■ **Stored dataset items**

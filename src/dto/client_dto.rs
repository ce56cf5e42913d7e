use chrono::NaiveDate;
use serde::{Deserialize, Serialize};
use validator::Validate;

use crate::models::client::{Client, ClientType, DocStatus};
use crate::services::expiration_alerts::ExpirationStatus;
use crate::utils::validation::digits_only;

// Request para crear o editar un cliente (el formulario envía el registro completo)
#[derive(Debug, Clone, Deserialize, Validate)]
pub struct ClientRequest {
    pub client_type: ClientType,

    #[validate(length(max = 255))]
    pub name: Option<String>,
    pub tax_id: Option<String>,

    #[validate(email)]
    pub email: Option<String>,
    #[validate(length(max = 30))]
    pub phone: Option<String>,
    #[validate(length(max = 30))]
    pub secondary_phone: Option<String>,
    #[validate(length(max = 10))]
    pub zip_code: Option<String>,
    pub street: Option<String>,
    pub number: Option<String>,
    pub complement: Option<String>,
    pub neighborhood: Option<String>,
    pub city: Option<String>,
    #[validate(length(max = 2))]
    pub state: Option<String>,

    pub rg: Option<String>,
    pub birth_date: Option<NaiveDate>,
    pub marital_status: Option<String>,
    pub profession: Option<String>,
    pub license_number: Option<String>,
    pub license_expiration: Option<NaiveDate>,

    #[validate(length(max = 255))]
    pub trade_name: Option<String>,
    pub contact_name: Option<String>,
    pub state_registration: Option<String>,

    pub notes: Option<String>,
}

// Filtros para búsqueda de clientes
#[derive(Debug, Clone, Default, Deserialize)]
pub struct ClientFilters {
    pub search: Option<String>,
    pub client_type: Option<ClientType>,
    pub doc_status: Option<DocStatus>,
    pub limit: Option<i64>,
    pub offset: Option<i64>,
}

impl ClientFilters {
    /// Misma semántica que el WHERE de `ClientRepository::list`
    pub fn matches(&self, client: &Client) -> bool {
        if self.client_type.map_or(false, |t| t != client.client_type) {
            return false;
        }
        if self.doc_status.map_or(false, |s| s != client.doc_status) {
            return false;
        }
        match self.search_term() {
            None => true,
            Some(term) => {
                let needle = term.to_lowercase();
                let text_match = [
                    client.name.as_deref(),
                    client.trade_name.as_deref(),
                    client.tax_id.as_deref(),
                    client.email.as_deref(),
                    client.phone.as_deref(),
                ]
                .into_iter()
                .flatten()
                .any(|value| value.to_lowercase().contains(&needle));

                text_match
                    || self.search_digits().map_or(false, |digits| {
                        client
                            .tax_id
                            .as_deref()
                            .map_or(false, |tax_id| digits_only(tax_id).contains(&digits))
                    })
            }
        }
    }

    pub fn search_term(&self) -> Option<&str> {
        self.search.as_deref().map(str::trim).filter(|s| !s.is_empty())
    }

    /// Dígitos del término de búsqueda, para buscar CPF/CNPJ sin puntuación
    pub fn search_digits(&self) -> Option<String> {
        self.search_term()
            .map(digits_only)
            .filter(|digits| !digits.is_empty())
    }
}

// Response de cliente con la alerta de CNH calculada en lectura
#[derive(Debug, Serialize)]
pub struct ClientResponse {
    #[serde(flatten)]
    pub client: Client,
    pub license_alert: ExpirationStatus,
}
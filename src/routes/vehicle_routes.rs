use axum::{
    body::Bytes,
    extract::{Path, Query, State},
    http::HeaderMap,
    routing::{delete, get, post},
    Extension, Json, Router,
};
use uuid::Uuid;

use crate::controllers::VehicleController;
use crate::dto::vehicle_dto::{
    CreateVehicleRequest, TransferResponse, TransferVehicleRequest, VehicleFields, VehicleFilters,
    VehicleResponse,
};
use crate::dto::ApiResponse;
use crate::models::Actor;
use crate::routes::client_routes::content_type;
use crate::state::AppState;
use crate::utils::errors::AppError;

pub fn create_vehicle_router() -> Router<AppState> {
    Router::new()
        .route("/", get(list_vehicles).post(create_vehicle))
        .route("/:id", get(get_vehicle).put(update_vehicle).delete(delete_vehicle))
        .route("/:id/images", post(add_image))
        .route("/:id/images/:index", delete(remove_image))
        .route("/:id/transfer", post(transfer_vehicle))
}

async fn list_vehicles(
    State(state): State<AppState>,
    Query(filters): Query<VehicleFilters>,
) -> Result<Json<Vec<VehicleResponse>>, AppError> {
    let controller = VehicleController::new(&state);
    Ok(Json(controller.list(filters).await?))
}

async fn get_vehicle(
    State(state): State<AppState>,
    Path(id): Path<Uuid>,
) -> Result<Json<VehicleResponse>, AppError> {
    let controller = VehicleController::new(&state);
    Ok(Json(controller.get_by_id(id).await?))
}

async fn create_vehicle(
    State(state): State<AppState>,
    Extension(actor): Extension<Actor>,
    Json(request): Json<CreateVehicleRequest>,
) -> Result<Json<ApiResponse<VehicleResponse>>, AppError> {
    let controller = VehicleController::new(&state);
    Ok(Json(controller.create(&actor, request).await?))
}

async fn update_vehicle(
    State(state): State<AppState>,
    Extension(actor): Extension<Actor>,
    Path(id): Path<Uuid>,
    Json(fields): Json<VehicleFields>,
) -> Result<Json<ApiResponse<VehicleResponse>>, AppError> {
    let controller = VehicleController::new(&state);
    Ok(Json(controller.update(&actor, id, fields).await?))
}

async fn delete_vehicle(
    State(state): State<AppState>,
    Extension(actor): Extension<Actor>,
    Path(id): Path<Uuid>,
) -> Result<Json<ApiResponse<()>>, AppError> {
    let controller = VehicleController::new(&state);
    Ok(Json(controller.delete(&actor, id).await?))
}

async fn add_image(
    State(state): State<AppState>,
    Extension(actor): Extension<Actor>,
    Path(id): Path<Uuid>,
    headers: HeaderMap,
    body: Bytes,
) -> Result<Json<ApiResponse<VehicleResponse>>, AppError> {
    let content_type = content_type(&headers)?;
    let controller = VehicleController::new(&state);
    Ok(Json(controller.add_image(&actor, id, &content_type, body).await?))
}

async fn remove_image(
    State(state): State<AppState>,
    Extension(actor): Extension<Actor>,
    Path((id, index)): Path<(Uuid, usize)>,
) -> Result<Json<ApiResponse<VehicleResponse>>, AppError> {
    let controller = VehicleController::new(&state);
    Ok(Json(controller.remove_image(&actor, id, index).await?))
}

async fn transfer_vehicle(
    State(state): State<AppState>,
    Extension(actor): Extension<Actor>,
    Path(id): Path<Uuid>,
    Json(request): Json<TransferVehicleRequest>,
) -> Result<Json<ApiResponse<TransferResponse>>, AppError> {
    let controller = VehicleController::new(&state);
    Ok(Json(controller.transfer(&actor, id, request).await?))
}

■ **EXERCISE DETAILS**
Set the entries above down again, each one exactly as written.

■ **SOLUTION TO THIS EXERCISE**
filename src/dto/client_dto.rs
repository ce56cf5e42913d7e
use chrono::NaiveDate;
use serde::{Deserialize, Serialize};
use validator::Validate;

use crate::models::client::{Client, ClientType, DocStatus};
use crate::services::expiration_alerts::ExpirationStatus;
use crate::utils::validation::digits_only;

// Request para crear o editar un cliente (el formulario envía el registro completo)
#[derive(Debug, Clone, Deserialize, Validate)]
pub struct ClientRequest {
    pub client_type: ClientType,

    #[validate(length(max = 255))]
    pub name: Option<String>,
    pub tax_id: Option<String>,

    #[validate(email)]
    pub email: Option<String>,
    #[validate(length(max = 30))]
    pub phone: Option<String>,
    #[validate(length(max = 30))]
    pub secondary_phone: Option<String>,
    #[validate(length(max = 10))]
    pub zip_code: Option<String>,
    pub street: Option<String>,
    pub number: Option<String>,
    pub complement: Option<String>,
    pub neighborhood: Option<String>,
    pub city: Option<String>,
    #[validate(length(max = 2))]
    pub state: Option<String>,

    pub rg: Option<String>,
    pub birth_date: Option<NaiveDate>,
    pub marital_status: Option<String>,
    pub profession: Option<String>,
    pub license_number: Option<String>,
    pub license_expiration: Option<NaiveDate>,

    #[validate(length(max = 255))]
    pub trade_name: Option<String>,
    pub contact_name: Option<String>,
    pub state_registration: Option<String>,

    pub notes: Option<String>,
}

// Filtros para búsqueda de clientes
#[derive(Debug, Clone, Default, Deserialize)]
pub struct ClientFilters {
    pub search: Option<String>,
    pub client_type: Option<ClientType>,
    pub doc_status: Option<DocStatus>,
    pub limit: Option<i64>,
    pub offset: Option<i64>,
}

impl ClientFilters {
    /// Misma semántica que el WHERE de `ClientRepository::list`
    pub fn matches(&self, client: &Client) -> bool {
        if self.client_type.map_or(false, |t| t != client.client_type) {
            return false;
        }
        if self.doc_status.map_or(false, |s| s != client.doc_status) {
            return false;
        }
        match self.search_term() {
            None => true,
            Some(term) => {
                let needle = term.to_lowercase();
                let text_match = [
                    client.name.as_deref(),
                    client.trade_name.as_deref(),
                    client.tax_id.as_deref(),
                    client.email.as_deref(),
                    client.phone.as_deref(),
                ]
                .into_iter()
                .flatten()
                .any(|value| value.to_lowercase().contains(&needle));

                text_match
                    || self.search_digits().map_or(false, |digits| {
                        client
                            .tax_id
                            .as_deref()
                            .map_or(false, |tax_id| digits_only(tax_id).contains(&digits))
                    })
            }
        }
    }

    pub fn search_term(&self) -> Option<&str> {
        self.search.as_deref().map(str::trim).filter(|s| !s.is_empty())
    }

    /// Dígitos del término de búsqueda, para buscar CPF/CNPJ sin puntuación
    pub fn search_digits(&self) -> Option<String> {
        self.search_term()
            .map(digits_only)
            .filter(|digits| !digits.is_empty())
    }
}

// Response de cliente con la alerta de CNH calculada en lectura
#[derive(Debug, Serialize)]
pub struct ClientResponse {
    #[serde(flatten)]
    pub client: Client,
    pub license_alert: ExpirationStatus,
}
filename src/routes/vehicle_routes.rs
use axum::{
    body::Bytes,
    extract::{Path, Query, State},
    http::HeaderMap,
    routing::{delete, get, post},
    Extension, Json, Router,
};
use uuid::Uuid;

use crate::controllers::VehicleController;
use crate::dto::vehicle_dto::{
    CreateVehicleRequest, TransferResponse, TransferVehicleRequest, VehicleFields, VehicleFilters,
    VehicleResponse,
};
use crate::dto::ApiResponse;
use crate::models::Actor;
use crate::routes::client_routes::content_type;
use crate::state::AppState;
use crate::utils::errors::AppError;

pub fn create_vehicle_router() -> Router<AppState> {
    Router::new()
        .route("/", get(list_vehicles).post(create_vehicle))
        .route("/:id", get(get_vehicle).put(update_vehicle).delete(delete_vehicle))
        .route("/:id/images", post(add_image))
        .route("/:id/images/:index", delete(remove_image))
        .route("/:id/transfer", post(transfer_vehicle))
}

async fn list_vehicles(
    State(state): State<AppState>,
    Query(filters): Query<VehicleFilters>,
) -> Result<Json<Vec<VehicleResponse>>, AppError> {
    let controller = VehicleController::new(&state);
    Ok(Json(controller.list(filters).await?))
}

async fn get_vehicle(
    State(state): State<AppState>,
    Path(id): Path<Uuid>,
) -> Result<Json<VehicleResponse>, AppError> {
    let controller = VehicleController::new(&state);
    Ok(Json(controller.get_by_id(id).await?))
}

async fn create_vehicle(
    State(state): State<AppState>,
    Extension(actor): Extension<Actor>,
    Json(request): Json<CreateVehicleRequest>,
) -> Result<Json<ApiResponse<VehicleResponse>>, AppError> {
    let controller = VehicleController::new(&state);
    Ok(Json(controller.create(&actor, request).await?))
}

async fn update_vehicle(
    State(state): State<AppState>,
    Extension(actor): Extension<Actor>,
    Path(id): Path<Uuid>,
    Json(fields): Json<VehicleFields>,
) -> Result<Json<ApiResponse<VehicleResponse>>, AppError> {
    let controller = VehicleController::new(&state);
    Ok(Json(controller.update(&actor, id, fields).await?))
}

async fn delete_vehicle(
    State(state): State<AppState>,
    Extension(actor): Extension<Actor>,
    Path(id): Path<Uuid>,
) -> Result<Json<ApiResponse<()>>, AppError> {
    let controller = VehicleController::new(&state);
    Ok(Json(controller.delete(&actor, id).await?))
}

async fn add_image(
    State(state): State<AppState>,
    Extension(actor): Extension<Actor>,
    Path(id): Path<Uuid>,
    headers: HeaderMap,
    body: Bytes,
) -> Result<Json<ApiResponse<VehicleResponse>>, AppError> {
    let content_type = content_type(&headers)?;
    let controller = VehicleController::new(&state);
    Ok(Json(controller.add_image(&actor, id, &content_type, body).await?))
}

async fn remove_image(
    State(state): State<AppState>,
    Extension(actor): Extension<Actor>,
    Path((id, index)): Path<(Uuid, usize)>,
) -> Result<Json<ApiResponse<VehicleResponse>>, AppError> {
    let controller = VehicleController::new(&state);
    Ok(Json(controller.remove_image(&actor, id, index).await?))
}

async fn transfer_vehicle(
    State(state): State<AppState>,
    Extension(actor): Extension<Actor>,
    Path(id): Path<Uuid>,
    Json(request): Json<TransferVehicleRequest>,
) -> Result<Json<ApiResponse<TransferResponse>>, AppError> {
    let controller = VehicleController::new(&state);
    Ok(Json(controller.transfer(&actor, id, request).await?))
}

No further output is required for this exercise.